• [Work item]: Return the following from the records below: each line, word for word, starting with the line that contains "above_floor(ctx) && !pulpable(ctx)" and going on through the line that contains "pub(crate) fn biomass_stocked(ctx: &RuleContext)", with nothing outside that range.

(Exercise inputs)

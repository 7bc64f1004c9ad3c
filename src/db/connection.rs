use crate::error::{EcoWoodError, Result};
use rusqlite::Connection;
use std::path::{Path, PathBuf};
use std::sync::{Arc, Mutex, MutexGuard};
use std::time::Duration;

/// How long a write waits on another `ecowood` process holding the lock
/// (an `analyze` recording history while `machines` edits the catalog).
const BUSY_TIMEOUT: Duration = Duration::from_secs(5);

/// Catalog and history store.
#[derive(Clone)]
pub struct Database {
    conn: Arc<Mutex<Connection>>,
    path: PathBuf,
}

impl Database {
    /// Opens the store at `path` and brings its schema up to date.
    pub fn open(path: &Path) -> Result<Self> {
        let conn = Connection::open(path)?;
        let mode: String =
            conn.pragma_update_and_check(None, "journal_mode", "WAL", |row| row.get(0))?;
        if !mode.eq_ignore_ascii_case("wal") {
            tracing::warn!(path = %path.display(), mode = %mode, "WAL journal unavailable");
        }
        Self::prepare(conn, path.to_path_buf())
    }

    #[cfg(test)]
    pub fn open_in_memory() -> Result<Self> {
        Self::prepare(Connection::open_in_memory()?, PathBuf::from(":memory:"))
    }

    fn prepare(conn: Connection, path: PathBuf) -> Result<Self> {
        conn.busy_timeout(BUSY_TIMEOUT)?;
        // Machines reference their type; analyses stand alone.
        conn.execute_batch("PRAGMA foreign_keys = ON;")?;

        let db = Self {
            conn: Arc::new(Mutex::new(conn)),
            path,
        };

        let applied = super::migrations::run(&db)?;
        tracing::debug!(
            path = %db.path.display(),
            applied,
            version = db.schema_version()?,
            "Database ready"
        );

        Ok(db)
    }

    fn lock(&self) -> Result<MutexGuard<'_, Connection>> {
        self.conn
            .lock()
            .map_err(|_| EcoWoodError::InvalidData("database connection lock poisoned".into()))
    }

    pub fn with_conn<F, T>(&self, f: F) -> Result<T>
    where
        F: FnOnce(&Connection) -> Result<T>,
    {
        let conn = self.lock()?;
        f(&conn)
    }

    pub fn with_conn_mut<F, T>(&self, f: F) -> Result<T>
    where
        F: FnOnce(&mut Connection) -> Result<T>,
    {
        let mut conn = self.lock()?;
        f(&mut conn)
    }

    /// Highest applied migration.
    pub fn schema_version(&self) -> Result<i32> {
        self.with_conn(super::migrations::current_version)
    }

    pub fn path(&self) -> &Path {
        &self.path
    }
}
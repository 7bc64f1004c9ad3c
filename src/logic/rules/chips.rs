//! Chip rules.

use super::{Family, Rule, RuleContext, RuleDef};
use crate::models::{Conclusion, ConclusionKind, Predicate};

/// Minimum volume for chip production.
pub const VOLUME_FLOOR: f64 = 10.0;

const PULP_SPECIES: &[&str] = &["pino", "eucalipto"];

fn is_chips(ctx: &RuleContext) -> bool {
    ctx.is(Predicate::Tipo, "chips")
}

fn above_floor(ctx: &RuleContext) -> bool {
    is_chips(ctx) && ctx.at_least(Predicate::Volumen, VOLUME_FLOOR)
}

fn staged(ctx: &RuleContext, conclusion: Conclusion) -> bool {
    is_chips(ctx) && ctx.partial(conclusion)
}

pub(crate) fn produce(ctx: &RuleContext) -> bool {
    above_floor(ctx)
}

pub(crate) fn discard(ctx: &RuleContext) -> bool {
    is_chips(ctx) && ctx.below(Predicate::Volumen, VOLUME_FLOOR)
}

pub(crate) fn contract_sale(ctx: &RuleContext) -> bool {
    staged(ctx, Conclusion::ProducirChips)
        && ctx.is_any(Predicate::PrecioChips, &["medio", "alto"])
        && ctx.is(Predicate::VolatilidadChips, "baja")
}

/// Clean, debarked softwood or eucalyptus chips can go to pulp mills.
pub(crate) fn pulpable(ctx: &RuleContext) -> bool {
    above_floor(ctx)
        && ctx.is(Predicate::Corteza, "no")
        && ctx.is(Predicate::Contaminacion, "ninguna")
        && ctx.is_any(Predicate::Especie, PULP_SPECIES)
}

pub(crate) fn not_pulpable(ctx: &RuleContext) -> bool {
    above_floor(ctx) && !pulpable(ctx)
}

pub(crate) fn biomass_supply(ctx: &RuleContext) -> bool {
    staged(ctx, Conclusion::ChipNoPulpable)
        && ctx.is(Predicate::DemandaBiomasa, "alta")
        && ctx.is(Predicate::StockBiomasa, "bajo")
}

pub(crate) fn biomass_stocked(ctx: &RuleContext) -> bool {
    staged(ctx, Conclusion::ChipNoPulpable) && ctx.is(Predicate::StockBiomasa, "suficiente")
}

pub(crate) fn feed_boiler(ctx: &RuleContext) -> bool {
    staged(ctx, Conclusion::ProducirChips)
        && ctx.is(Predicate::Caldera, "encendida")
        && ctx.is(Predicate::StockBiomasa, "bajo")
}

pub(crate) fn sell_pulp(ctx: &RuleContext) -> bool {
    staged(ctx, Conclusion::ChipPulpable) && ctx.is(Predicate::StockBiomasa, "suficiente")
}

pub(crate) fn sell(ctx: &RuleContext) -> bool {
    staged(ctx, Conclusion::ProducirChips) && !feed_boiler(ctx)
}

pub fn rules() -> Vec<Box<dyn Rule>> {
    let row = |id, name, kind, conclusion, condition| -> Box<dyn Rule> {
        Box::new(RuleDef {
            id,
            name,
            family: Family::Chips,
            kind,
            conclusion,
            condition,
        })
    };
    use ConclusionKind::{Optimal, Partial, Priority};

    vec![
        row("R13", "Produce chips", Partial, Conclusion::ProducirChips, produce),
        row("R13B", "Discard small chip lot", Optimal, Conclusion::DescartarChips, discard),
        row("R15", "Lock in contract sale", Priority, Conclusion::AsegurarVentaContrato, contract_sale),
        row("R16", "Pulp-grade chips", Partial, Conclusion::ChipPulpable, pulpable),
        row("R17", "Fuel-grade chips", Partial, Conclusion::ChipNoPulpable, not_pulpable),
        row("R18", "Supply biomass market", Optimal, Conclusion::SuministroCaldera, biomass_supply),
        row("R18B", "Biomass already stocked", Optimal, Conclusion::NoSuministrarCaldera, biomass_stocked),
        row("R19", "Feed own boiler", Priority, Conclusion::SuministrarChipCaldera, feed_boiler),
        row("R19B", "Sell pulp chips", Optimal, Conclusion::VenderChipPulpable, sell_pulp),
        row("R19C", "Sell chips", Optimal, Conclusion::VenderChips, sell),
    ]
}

(End Exercise inputs)

• [Result of this task]:
    above_floor(ctx) && !pulpable(ctx)
}

pub(crate) fn biomass_supply(ctx: &RuleContext) -> bool {
    staged(ctx, Conclusion::ChipNoPulpable)
        && ctx.is(Predicate::DemandaBiomasa, "alta")
        && ctx.is(Predicate::StockBiomasa, "bajo")
}

pub(crate) fn biomass_stocked(ctx: &RuleContext) -> bool {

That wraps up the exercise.